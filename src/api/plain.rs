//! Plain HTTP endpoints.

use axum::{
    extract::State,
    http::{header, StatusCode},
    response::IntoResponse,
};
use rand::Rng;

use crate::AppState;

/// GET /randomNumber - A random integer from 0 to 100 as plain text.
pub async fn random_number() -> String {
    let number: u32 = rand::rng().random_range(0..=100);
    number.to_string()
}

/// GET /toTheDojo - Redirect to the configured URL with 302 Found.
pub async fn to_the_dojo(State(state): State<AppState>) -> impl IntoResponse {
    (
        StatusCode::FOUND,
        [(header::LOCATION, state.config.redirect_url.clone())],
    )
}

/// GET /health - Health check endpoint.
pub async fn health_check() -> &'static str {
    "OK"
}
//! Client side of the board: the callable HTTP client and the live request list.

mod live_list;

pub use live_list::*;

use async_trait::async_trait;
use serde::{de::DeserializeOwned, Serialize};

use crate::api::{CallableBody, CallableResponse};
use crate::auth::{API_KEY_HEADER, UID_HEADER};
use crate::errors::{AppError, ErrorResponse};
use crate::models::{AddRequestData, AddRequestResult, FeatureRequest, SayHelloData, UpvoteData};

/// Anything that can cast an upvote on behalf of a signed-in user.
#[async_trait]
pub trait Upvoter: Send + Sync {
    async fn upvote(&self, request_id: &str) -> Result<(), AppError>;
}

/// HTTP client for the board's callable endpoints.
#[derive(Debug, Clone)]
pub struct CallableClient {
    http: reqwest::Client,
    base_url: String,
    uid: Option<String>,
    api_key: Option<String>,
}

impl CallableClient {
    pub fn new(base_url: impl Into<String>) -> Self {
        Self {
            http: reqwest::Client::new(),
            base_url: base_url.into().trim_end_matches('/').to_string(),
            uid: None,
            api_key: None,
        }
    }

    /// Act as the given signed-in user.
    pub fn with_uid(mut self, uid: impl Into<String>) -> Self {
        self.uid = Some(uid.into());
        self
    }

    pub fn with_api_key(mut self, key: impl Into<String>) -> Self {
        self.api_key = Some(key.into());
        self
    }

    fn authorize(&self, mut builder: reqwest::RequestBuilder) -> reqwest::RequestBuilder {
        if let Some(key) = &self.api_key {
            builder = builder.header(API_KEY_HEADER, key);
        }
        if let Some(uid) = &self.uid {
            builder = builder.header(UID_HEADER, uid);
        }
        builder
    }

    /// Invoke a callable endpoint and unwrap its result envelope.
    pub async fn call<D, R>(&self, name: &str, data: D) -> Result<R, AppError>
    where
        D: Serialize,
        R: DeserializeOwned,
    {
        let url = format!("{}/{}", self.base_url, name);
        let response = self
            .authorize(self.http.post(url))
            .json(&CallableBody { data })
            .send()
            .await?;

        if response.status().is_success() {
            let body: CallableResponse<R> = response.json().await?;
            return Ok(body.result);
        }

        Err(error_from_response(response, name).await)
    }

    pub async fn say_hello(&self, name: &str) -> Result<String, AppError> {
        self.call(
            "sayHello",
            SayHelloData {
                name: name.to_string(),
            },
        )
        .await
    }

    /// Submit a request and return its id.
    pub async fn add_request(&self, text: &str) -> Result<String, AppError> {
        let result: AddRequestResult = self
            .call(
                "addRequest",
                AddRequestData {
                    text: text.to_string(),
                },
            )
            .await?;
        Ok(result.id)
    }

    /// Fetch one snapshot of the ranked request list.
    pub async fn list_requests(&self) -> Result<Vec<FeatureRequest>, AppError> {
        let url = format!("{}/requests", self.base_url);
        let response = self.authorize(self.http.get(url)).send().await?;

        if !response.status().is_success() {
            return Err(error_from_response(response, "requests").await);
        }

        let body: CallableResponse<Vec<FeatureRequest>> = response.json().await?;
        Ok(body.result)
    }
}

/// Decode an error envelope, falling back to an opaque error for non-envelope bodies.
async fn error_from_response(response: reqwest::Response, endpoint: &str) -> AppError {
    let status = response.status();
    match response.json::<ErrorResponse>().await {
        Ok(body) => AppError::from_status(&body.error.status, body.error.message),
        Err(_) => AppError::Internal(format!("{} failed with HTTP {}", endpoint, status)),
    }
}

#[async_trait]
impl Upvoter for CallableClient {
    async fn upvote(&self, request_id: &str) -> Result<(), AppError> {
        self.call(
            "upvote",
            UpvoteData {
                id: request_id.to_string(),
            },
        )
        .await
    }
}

...

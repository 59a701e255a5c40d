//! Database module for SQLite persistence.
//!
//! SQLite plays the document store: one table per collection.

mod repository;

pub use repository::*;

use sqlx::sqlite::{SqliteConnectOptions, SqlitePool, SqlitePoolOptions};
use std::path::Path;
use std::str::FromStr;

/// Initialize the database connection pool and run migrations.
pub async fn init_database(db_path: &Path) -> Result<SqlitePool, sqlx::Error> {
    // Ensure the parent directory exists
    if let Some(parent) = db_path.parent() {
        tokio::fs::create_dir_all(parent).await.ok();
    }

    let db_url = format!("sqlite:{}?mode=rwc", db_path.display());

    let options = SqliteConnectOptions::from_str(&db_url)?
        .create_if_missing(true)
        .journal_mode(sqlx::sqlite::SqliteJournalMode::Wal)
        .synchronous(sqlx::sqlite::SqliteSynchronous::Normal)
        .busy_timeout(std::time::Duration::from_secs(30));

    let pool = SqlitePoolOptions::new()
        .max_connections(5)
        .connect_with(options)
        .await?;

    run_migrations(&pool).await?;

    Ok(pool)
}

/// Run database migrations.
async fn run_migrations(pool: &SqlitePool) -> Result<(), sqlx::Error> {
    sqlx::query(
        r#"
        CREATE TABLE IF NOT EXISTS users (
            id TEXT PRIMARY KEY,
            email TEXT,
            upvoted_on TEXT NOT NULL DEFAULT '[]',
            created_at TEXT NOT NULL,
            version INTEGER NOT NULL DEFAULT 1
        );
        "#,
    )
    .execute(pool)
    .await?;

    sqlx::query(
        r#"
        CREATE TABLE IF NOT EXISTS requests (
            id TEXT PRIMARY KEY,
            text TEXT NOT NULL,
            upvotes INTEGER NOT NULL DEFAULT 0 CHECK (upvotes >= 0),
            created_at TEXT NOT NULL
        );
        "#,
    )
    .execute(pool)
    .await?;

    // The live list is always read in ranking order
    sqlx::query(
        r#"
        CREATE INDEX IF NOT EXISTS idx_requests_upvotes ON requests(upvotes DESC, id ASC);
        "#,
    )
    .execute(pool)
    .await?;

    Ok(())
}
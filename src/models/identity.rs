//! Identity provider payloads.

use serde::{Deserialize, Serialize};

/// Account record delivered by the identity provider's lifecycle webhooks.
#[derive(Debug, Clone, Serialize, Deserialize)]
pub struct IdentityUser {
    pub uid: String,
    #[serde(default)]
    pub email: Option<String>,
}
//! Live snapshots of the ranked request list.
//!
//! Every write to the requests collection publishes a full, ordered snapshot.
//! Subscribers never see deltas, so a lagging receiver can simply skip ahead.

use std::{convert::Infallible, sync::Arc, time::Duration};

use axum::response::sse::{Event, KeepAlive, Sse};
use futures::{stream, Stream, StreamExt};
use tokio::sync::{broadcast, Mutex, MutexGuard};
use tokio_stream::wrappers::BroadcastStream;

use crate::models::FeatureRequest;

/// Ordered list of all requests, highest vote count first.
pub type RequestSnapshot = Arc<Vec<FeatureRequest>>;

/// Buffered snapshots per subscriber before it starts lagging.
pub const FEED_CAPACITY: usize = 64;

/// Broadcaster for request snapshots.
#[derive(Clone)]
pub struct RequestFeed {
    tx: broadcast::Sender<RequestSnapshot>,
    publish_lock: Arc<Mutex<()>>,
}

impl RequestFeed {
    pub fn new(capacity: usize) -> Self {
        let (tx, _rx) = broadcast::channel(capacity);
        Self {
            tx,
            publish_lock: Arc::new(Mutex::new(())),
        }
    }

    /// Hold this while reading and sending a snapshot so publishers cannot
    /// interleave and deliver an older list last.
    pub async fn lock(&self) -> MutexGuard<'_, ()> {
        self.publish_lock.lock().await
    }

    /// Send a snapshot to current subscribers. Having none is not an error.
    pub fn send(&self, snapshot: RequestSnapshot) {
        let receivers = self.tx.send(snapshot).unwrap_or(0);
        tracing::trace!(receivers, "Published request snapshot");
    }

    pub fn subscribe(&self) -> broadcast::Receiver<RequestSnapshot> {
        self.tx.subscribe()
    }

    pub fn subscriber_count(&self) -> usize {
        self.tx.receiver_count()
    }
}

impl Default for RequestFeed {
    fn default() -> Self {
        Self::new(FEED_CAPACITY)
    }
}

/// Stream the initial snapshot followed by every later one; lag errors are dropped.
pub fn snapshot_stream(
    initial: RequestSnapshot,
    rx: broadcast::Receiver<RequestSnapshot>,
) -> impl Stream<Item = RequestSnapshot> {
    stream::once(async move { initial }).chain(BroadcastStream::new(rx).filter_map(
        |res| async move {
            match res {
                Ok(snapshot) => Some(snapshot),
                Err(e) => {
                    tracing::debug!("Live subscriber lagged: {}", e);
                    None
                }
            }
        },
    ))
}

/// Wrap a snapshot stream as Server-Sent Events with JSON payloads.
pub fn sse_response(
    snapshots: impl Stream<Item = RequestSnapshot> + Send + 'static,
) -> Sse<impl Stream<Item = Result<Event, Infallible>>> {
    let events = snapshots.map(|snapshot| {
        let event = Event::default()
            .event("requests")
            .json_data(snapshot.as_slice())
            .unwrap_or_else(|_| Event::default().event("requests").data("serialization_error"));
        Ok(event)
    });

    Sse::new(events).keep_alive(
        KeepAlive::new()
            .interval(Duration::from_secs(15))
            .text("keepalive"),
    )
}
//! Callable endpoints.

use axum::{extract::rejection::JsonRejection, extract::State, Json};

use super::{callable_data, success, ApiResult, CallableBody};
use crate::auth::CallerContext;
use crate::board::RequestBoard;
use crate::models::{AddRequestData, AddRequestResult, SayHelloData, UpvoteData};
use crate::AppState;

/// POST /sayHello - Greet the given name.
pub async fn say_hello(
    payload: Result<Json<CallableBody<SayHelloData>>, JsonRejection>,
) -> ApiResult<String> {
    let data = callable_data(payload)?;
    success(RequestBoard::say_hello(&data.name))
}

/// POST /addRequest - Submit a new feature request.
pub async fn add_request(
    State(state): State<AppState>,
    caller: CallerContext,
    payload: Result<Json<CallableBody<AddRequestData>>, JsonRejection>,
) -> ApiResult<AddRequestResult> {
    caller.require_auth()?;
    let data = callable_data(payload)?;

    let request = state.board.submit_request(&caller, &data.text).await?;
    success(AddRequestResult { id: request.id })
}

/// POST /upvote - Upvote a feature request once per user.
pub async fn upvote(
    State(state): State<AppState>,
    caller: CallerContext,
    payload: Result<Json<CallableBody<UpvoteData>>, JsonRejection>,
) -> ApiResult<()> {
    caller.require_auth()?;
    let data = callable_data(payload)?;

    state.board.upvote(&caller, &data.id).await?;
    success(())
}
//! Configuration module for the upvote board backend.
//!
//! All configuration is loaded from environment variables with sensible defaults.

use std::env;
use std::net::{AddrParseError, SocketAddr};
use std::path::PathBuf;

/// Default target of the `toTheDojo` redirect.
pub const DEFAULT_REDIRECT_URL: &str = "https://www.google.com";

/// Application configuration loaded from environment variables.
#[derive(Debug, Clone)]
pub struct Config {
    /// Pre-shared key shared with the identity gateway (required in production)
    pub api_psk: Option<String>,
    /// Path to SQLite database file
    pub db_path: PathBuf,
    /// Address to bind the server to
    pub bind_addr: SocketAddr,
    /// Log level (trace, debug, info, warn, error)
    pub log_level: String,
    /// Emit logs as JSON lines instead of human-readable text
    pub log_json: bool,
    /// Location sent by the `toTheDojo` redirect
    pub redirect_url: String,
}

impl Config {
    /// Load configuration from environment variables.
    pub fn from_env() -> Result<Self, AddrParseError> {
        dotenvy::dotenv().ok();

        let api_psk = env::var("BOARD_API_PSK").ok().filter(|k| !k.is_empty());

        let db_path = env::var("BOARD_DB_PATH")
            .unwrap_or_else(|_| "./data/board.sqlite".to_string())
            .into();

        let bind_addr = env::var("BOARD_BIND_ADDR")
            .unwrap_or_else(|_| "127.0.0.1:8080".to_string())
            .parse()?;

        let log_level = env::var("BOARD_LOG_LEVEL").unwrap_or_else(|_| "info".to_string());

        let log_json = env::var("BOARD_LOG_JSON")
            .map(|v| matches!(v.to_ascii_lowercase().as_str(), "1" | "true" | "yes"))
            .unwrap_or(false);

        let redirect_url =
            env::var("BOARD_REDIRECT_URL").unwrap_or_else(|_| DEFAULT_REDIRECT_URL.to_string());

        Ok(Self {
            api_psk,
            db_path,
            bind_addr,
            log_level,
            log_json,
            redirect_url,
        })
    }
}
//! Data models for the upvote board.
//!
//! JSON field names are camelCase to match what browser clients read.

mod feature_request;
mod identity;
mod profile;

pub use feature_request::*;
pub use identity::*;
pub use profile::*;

#### Exercise
Copy out all lines above holding "axum".

#### Reply
use axum::{
use axum::response::sse::{Event, KeepAlive, Sse};
use axum::{extract::rejection::JsonRejection, extract::State, Json};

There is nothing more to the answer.